Re: new switch that warns about missing includes
> On Aug 8, 2001, Florian Schintke <email@example.com> wrote:
> > I think a switch that can warn about such dependencies would be
> > very nice and should suggest to include <string> in b.hh because
> > std::string occurs directly in b.hh.
> I believe that, instead of encoding the information about where each
> name is defined in the compiler, it would be simpler to just have some
> way to declare that certain names are declared in certain headers.
> For example, <string> could contain:
> #pragma GCC declares std::string
> Then, information would remain self-contained in the library, and the
> compiler wouldn't have to be modified in case something changes in the
> library. Also, the library would be more self-documented in terms of
> C++ Standard compliance.
Yes, this looks nice for me, too. As a programmer I am looking at the
headers to get information about the declared things. For C++ this
becomes more and more complicated.
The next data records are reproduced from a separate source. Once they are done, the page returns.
//! PrestaShop product pages
//!
//! Open Graph scalars with `product:price:*` price tags, gallery links for
//! images, and the product id from an inline `prodid = '...';` assignment.
//! These pages carry no variant list.

use super::{CompiledMeta, single_price};
use crate::application::product_source::{ExtractionError, ExtractionOutcome, ProductSource, finalize};
use crate::domain::ProductRecord;
use crate::infrastructure::PageFetcher;
use crate::infrastructure::parsing::sideband::inline_string_assignment;
use crate::infrastructure::parsing::{
    CompiledSelector, HtmlDocument, ParsingResult, PrestashopSelectors, SidebandPattern,
};
use async_trait::async_trait;
use std::sync::Arc;

pub struct PrestashopMetaSource {
    name: String,
    url: String,
    fetcher: Arc<dyn PageFetcher>,
    meta: CompiledMeta,
    gallery: CompiledSelector,
    product_id: SidebandPattern,
}

impl PrestashopMetaSource {
    pub fn new(
        name: &str,
        url: &str,
        selectors: &PrestashopSelectors,
        fetcher: Arc<dyn PageFetcher>,
    ) -> ParsingResult<Self> {
        Ok(Self {
            name: name.to_string(),
            url: url.to_string(),
            fetcher,
            meta: CompiledMeta::compile(&selectors.meta)?,
            gallery: CompiledSelector::compile(&selectors.gallery)?,
            product_id: SidebandPattern::string_assignment(&selectors.product_id_variable)?,
        })
    }

    pub fn parse_page(&self, page: &str) -> ParsingResult<ProductRecord> {
        let doc = HtmlDocument::parse(page);
        let fields = self.meta.extract(&doc)?;

        let mut record = ProductRecord::new(fields.url, fields.image);
        record.title = fields.title;
        record.description = fields.description;
        record.brand = fields.site_name;
        record.images = doc.select(&self.gallery);
        record.price = fields.price;
        record.prices = single_price(fields.price);
        record.sale_prices = single_price(fields.price);
        record.product_id = inline_string_assignment(page, &self.product_id)
            .filter(|id| !id.is_empty());
        Ok(record)
    }
}

#[async_trait]
impl ProductSource for PrestashopMetaSource {
    fn name(&self) -> &str {
        &self.name
    }

    async fn extract(&self) -> Result<ExtractionOutcome, ExtractionError> {
        let page = self.fetcher.fetch_text(&self.url).await?;
        let record = self.parse_page(&page)?;
        Ok(finalize(&self.name, record))
    }
}

#[cfg(test)]
mod tests {
    use super::*;
    use crate::infrastructure::FetchError;

    struct Offline;

    #[async_trait]
    impl PageFetcher for Offline {
        async fn fetch_text(&self, url: &str) -> Result<String, FetchError> {
            Err(FetchError::Status { status: 503, url: url.to_string() })
        }

        async fn post_json(
            &self,
            url: &str,
            _headers: &[(String, String)],
            _body: &str,
        ) -> Result<String, FetchError> {
            Err(FetchError::Status { status: 503, url: url.to_string() })
        }
    }

    const HEAD: &str = r#"<meta property="og:url" content="https://choc.example/p">
        <meta property="og:image" content="https://choc.example/p.jpg">"#;

    fn source(selectors: &PrestashopSelectors) -> PrestashopMetaSource {
        PrestashopMetaSource::new("lechocolat", "https://choc.example/p", selectors, Arc::new(Offline))
            .unwrap()
    }

    #[test]
    fn test_product_id_variable_comes_from_selectors() {
        let selectors = PrestashopSelectors {
            product_id_variable: "id_product".to_string(),
            ..PrestashopSelectors::default()
        };
        let page = format!("{HEAD}<script>var prodid = '1'; var id_product = '77';</script>");

        let record = source(&selectors).parse_page(&page).unwrap();
        assert_eq!(record.product_id.as_deref(), Some("77"));
    }

    #[test]
    fn test_empty_inline_id_is_absent() {
        let page = format!("{HEAD}<script>var prodid = '';</script>");
        let record = source(&PrestashopSelectors::default()).parse_page(&page).unwrap();
        assert_eq!(record.product_id, None);
        assert!(record.images.is_empty());
        assert_eq!(record.brand, None);
    }
}
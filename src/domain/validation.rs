//! Cross-field validation of candidate product records
//!
//! The validator never mutates a record and never fails: it returns every
//! semantic violation it finds as a human-readable diagnostic. An empty list
//! means the record may be persisted.

use super::product::ProductRecord;

/// Fields that must be present and truthy on an accepted record.
pub const MANDATORY_FIELDS: [&str; 3] = ["title", "product_id", "price"];

/// Validate a candidate record. All checks run; none short-circuits.
pub fn validate(record: &ProductRecord) -> Vec<String> {
    let mut errors = Vec::new();
    check_sale_prices(record, &mut errors);
    check_mandatory_fields(record, &mut errors);
    check_variants(record, &mut errors);
    errors
}

/// True when `validate` would return no diagnostics.
pub fn is_valid(record: &ProductRecord) -> bool {
    validate(record).is_empty()
}

fn check_sale_prices(record: &ProductRecord, errors: &mut Vec<String>) {
    // An absent price compares as 0, so any positive sale price is flagged too.
    let original_price = record.price.unwrap_or(0.0);
    for sale_price in &record.sale_prices {
        if *sale_price > original_price {
            errors.push(format!(
                "Sale price {sale_price} is greater than original price {original_price}"
            ));
        }
    }
}

fn check_mandatory_fields(record: &ProductRecord, errors: &mut Vec<String>) {
    for field in MANDATORY_FIELDS {
        let present = match field {
            "title" => !record.title.is_empty(),
            "product_id" => record.product_id.as_deref().is_some_and(|id| !id.is_empty()),
            "price" => is_truthy_amount(record.price),
            _ => true,
        };
        if !present {
            errors.push(format!("Mandatory field '{field}' is missing"));
        }
    }
}

fn check_variants(record: &ProductRecord, errors: &mut Vec<String>) {
    for variant in record.variants() {
        if variant.image.as_deref().is_none_or(str::is_empty) {
            errors.push(format!("Variant {} is missing an image", variant.id));
        }
        if !is_truthy_amount(variant.price) {
            errors.push(format!("Variant {} is missing a price", variant.id));
        }
    }
}

/// Zero counts as missing, matching how the sources encode "no price".
fn is_truthy_amount(amount: Option<f64>) -> bool {
    amount.is_some_and(|value| value != 0.0 && !value.is_nan())
}
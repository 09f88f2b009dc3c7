use serde::{Deserialize, Serialize};
use std::collections::BTreeMap;

/// Keys a variant owns itself; option labels may not shadow them.
pub const RESERVED_VARIANT_KEYS: [&str; 3] = ["id", "image", "price"];

/// Canonical product record produced by every source adapter.
///
/// Field names are the persisted wire format and must not be renamed.
/// `title`, `product_id` and `price` are mandatory on an accepted record,
/// but they stay representable as absent here so the validator can report
/// them instead of the adapter inventing a default.
#[derive(Debug, Clone, PartialEq, Serialize, Deserialize)]
pub struct ProductRecord {
    pub brand: Option<String>,
    pub description: Option<String>,
    pub image: String,
    #[serde(default)]
    pub images: Vec<String>,
    #[serde(default, skip_serializing_if = "Vec::is_empty")]
    pub models: Vec<Model>,
    pub price: Option<f64>,
    #[serde(default)]
    pub prices: Vec<f64>,
    #[serde(default)]
    pub sale_prices: Vec<f64>,
    #[serde(default)]
    pub title: String,
    pub url: String,
    pub product_id: Option<String>,
}

/// A group of purchasable variants.
#[derive(Debug, Clone, Default, PartialEq, Serialize, Deserialize)]
pub struct Model {
    #[serde(default)]
    pub variants: Vec<Variant>,
}

/// Purchasable option combination (e.g. size/color) of a product.
#[derive(Debug, Clone, PartialEq, Serialize, Deserialize)]
pub struct Variant {
    pub id: String,
    pub image: Option<String>,
    pub price: Option<f64>,
    /// Option label (e.g. "Size") to option value (e.g. "Large").
    #[serde(flatten)]
    pub options: BTreeMap<String, String>,
}

impl ProductRecord {
    /// Start a record for `url` with the primary image; every other field empty.
    pub fn new(url: impl Into<String>, image: impl Into<String>) -> Self {
        Self {
            brand: None,
            description: None,
            image: image.into(),
            images: Vec::new(),
            models: Vec::new(),
            price: None,
            prices: Vec::new(),
            sale_prices: Vec::new(),
            title: String::new(),
            url: url.into(),
            product_id: None,
        }
    }

    /// All variants across every model, in order.
    pub fn variants(&self) -> impl Iterator<Item = &Variant> {
        self.models.iter().flat_map(|model| model.variants.iter())
    }
}

impl Variant {
    pub fn new(id: impl Into<String>) -> Self {
        Self {
            id: id.into(),
            image: None,
            price: None,
            options: BTreeMap::new(),
        }
    }

    pub fn with_image(mut self, image: impl Into<String>) -> Self {
        self.image = Some(image.into());
        self
    }

    pub fn with_price(mut self, price: f64) -> Self {
        self.price = Some(price);
        self
    }

    /// Pair option labels with the parts of a `"A / B / C"` title positionally.
    ///
    /// Only the overlapping prefix is used when the counts differ. Labels and
    /// values are trimmed; reserved keys and empty labels are ignored.
    pub fn with_options_from_title(mut self, public_title: &str, labels: &[String]) -> Self {
        for (label, part) in labels.iter().zip(public_title.split('/')) {
            let label = label.trim();
            if label.is_empty() || RESERVED_VARIANT_KEYS.contains(&label) {
                tracing::debug!("Ignoring option label '{}' on variant {}", label, self.id);
                continue;
            }
            self.options.insert(label.to_string(), part.trim().to_string());
        }
        self
    }
}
If each header would describe which
names it declares it would be very nice for programmers.
> However, there is a problem in warning when a file uses a name without
> having previously included the header in which the name is expected to
> be declared.
> One of the cases is in the implementation of the library itself: the
> internal header file that implements std::string should not have to
> #include <string>.
Yes, this make things even more complicated.
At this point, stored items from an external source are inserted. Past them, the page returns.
//! Record sinks: where accepted (or rejected) extraction results are written
//!
//! The orchestrator calls the sink once per source. A rejected source is
//! written as `None` so the caller can see which sources failed.

use crate::domain::ProductRecord;
use anyhow::{Context, Result};
use async_trait::async_trait;
use serde::Serialize;
use std::path::PathBuf;
use std::sync::Mutex;
use tokio::fs;
use tracing::info;

#[async_trait]
pub trait RecordSink: Send + Sync {
    async fn write(&self, name: &str, record: Option<&ProductRecord>) -> Result<()>;
}

/// Serialize `value` as JSON pretty-printed with 4-space indentation.
pub fn to_pretty_json<T: Serialize + ?Sized>(value: &T) -> serde_json::Result<Vec<u8>> {
    let mut buffer = Vec::new();
    let formatter = serde_json::ser::PrettyFormatter::with_indent(b"    ");
    let mut serializer = serde_json::Serializer::with_formatter(&mut buffer, formatter);
    value.serialize(&mut serializer)?;
    Ok(buffer)
}

/// Writes one JSON document per source: `<directory>/<name><suffix>`
pub struct JsonFileSink {
    directory: PathBuf,
    file_suffix: String,
}

impl JsonFileSink {
    pub fn new(directory: impl Into<PathBuf>, file_suffix: impl Into<String>) -> Self {
        Self {
            directory: directory.into(),
            file_suffix: file_suffix.into(),
        }
    }

    pub fn path_for(&self, name: &str) -> PathBuf {
        self.directory.join(format!("{name}{}", self.file_suffix))
    }
}

#[async_trait]
impl RecordSink for JsonFileSink {
    async fn write(&self, name: &str, record: Option<&ProductRecord>) -> Result<()> {
        fs::create_dir_all(&self.directory)
            .await
            .with_context(|| format!("Failed to create output directory: {:?}", self.directory))?;

        let path = self.path_for(name);
        let content = to_pretty_json(&record).context("Failed to serialize product record")?;
        fs::write(&path, content)
            .await
            .with_context(|| format!("Failed to write output file: {path:?}"))?;

        info!("JSON data saved to {:?}", path);
        Ok(())
    }
}

/// Keeps every write in memory, in call order
#[derive(Default)]
pub struct MemorySink {
    writes: Mutex<Vec<(String, Option<ProductRecord>)>>,
}

impl MemorySink {
    pub fn new() -> Self {
        Self::default()
    }

    /// Snapshot of all writes so far.
    pub fn writes(&self) -> Vec<(String, Option<ProductRecord>)> {
        self.writes
            .lock()
            .map(|guard| guard.clone())
            .unwrap_or_default()
    }
}

#[async_trait]
impl RecordSink for MemorySink {
    async fn write(&self, name: &str, record: Option<&ProductRecord>) -> Result<()> {
        self.writes
            .lock()
            .map_err(|_| anyhow::anyhow!("Memory sink lock poisoned"))?
            .push((name.to_string(), record.cloned()));
        Ok(())
    }
}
> The other situation is that there are projects that define a single
> header file that includes a number of other header files required all
> over the project. You address this with the include-for-propagation
> pragma, but I'm not sure this would be an appropriate solution. For
> example, there is header b.hh that includes a.hh that declares a name.
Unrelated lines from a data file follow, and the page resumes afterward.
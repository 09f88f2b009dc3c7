//! Logging system configuration and initialization
//!
//! Console output through `tracing_subscriber::fmt`, plus an optional
//! non-blocking file appender (plain or JSON). `RUST_LOG` overrides the
//! configured level when set.

#![allow(clippy::uninlined_format_args)]

use anyhow::{Result, anyhow};
use lazy_static::lazy_static;
use std::path::PathBuf;
use std::sync::Mutex;
use tracing::info;
use tracing_appender::{non_blocking, rolling};
use tracing_subscriber::{
    EnvFilter, Registry,
    fmt::{self, time::FormatTime},
    layer::SubscriberExt,
    util::SubscriberInitExt,
};

// Re-export LoggingConfig from config module
pub use crate::infrastructure::config::LoggingConfig;

// Global guard to keep the log file writer alive
lazy_static! {
    static ref LOG_GUARDS: Mutex<Vec<tracing_appender::non_blocking::WorkerGuard>> =
        Mutex::new(Vec::new());
}

/// Dependencies whose debug output drowns the extraction logs
const NOISY_TARGETS: [(&str, &str); 5] = [
    ("reqwest", "info"),
    ("hyper", "warn"),
    ("h2", "warn"),
    ("html5ever", "warn"),
    ("selectors", "warn"),
];

/// UTC timestamps with millisecond precision
struct UtcTimeFormatter;

impl FormatTime for UtcTimeFormatter {
    fn format_time(&self, w: &mut fmt::format::Writer<'_>) -> std::fmt::Result {
        write!(w, "{}", chrono::Utc::now().format("%Y-%m-%d %H:%M:%S%.3f UTC"))
    }
}

/// Get the default log directory relative to the executable location
pub fn get_log_directory() -> PathBuf {
    let exe_dir = std::env::current_exe()
        .ok()
        .and_then(|p| p.parent().map(|p| p.to_path_buf()))
        .unwrap_or_else(|| std::env::current_dir().unwrap_or_default());

    exe_dir.join("logs")
}

/// Filter from `RUST_LOG`, or the configured level with noisy dependencies capped
/// unless the level is `trace`.
pub fn build_env_filter(config: &LoggingConfig) -> Result<EnvFilter> {
    if let Ok(filter) = EnvFilter::try_from_default_env() {
        return Ok(filter);
    }

    let mut filter = EnvFilter::try_new(&config.level)
        .map_err(|e| anyhow!("Invalid log level '{}': {}", config.level, e))?;
    if !config.level.to_lowercase().contains("trace") {
        for (target, level) in NOISY_TARGETS {
            let directive = format!("{}={}", target, level)
                .parse()
                .map_err(|e| anyhow!("Invalid log directive for {}: {}", target, e))?;
            filter = filter.add_directive(directive);
        }
    }
    Ok(filter)
}

/// Initialize logging with custom configuration
pub fn init_logging_with_config(config: LoggingConfig) -> Result<()> {
    let env_filter = build_env_filter(&config)?;
    let registry = Registry::default().with(env_filter);
    let log_dir = config.log_dir.clone().unwrap_or_else(get_log_directory);

    match (config.file_output, config.console_output) {
        (false, false) => return Err(anyhow!("No logging output configured")),
        (false, true) => {
            let console_layer = fmt::Layer::new()
                .with_writer(std::io::stdout)
                .with_timer(UtcTimeFormatter)
                .with_target(false);
            registry.with(console_layer).try_init()?;
        }
        (true, console) => {
            std::fs::create_dir_all(&log_dir)
                .map_err(|e| anyhow!("Failed to create log directory {:?}: {}", log_dir, e))?;

            let file_appender = rolling::never(&log_dir, &config.file_name);
            let (file_writer, file_guard) = non_blocking(file_appender);

            // Store the guard globally to prevent it from being dropped
            LOG_GUARDS
                .lock()
                .map_err(|_| anyhow!("Log guard registry poisoned"))?
                .push(file_guard);

            if config.json_format {
                let file_layer = fmt::Layer::new()
                    .json()
                    .with_writer(file_writer)
                    .with_timer(UtcTimeFormatter)
                    .with_target(true)
                    .with_file(true)
                    .with_line_number(true)
                    .with_ansi(false);
                // Built per branch: a fmt layer only fits the subscriber stack it was made for.
                let console_layer = console.then(|| {
                    fmt::Layer::new()
                        .with_writer(std::io::stdout)
                        .with_timer(UtcTimeFormatter)
                        .with_target(false)
                });
                registry.with(file_layer).with(console_layer).try_init()?;
            } else {
                let file_layer = fmt::Layer::new()
                    .with_writer(file_writer)
                    .with_timer(UtcTimeFormatter)
                    .with_target(false)
                    .with_ansi(false);
                let console_layer = console.then(|| {
                    fmt::Layer::new()
                        .with_writer(std::io::stdout)
                        .with_timer(UtcTimeFormatter)
                        .with_target(false)
                });
                registry.with(file_layer).with(console_layer).try_init()?;
            }
        }
    }

    info!("Logging system initialized");
    info!("Log level: {}", config.level);
    if config.file_output {
        info!("Log file: {:?}", log_dir.join(&config.file_name));
    }
    Ok(())
}

/// Log system information for diagnostics
pub fn log_system_info() {
    info!("=== Product Harvester System Information ===");
    info!("Application version: {}", env!("CARGO_PKG_VERSION"));
    info!("Operating system: {}", std::env::consts::OS);
    info!("Architecture: {}", std::env::consts::ARCH);

    if let Ok(current_dir) = std::env::current_dir() {
        info!("Working directory: {:?}", current_dir);
    }
    info!("============================================");
}

#[cfg(test)]
mod tests {
    use super::*;

    #[test]
    fn test_logging_config_default() {
        let config = LoggingConfig::default();
        assert!(!config.level.is_empty());
        assert!(config.console_output);
        assert!(!config.file_output);
    }

    #[test]
    fn test_log_directory_ends_with_logs() {
        let log_dir = get_log_directory();
        assert!(log_dir.to_string_lossy().ends_with("logs"));
    }

    #[test]
    fn test_no_outputs_is_an_error() {
        let config = LoggingConfig {
            console_output: false,
            file_output: false,
            ..LoggingConfig::default()
        };
        assert!(init_logging_with_config(config).is_err());
    }

    #[test]
    fn test_invalid_level_is_rejected() {
        if std::env::var_os("RUST_LOG").is_some() {
            return;
        }
        let config = LoggingConfig {
            level: "harvester=notalevel".to_string(),
            ..LoggingConfig::default()
        };
        assert!(build_env_filter(&config).is_err());
    }

    // The only test that installs the global subscriber.
    #[test]
    fn test_json_file_with_console_installs() {
        let dir = tempfile::tempdir().unwrap();
        let config = LoggingConfig {
            level: "info".to_string(),
            json_format: true,
            console_output: true,
            file_output: true,
            log_dir: Some(dir.path().to_path_buf()),
            file_name: "harvester-test.log".to_string(),
        };

        init_logging_with_config(config).unwrap();
        assert!(dir.path().join("harvester-test.log").exists());
    }
}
> c.hh includes b.hh and doesn't include a.hh because b.hh is documented
> to includes a.hh. But then, d.cc includes c.hh and uses the name
> declared in a.hh without #including it. I'd rather have a warning
> about this, in case it is not documented that c.hh includes b.hh,
> i.e., if c.hh doesn't explicitly document, with a different pragma,
> that it always will transitively include a.hh and, if it doesn't, this
> should be generate a warning.
Yes, I don't respected transitivity in my proposal.
> However, this is tough to implement. Suppose that b.hh is guarded by
> include-once #ifndef/#define/#endif, and that b.hh is included by d.cc
> before c.hh. When the preprocessor gets to the point where c.hh
> includes b.hh, even though it's not going to process b.hh again, it
> must remember that b.hh would have included a.hh, and would have
> brought in all declarations of names in a.hh again.
It is hard to implement, nevertheless would it be possible to list
this on the projects homepage so it is not forgotten:
Or is it a too unimportant and not wanted feature for GCC?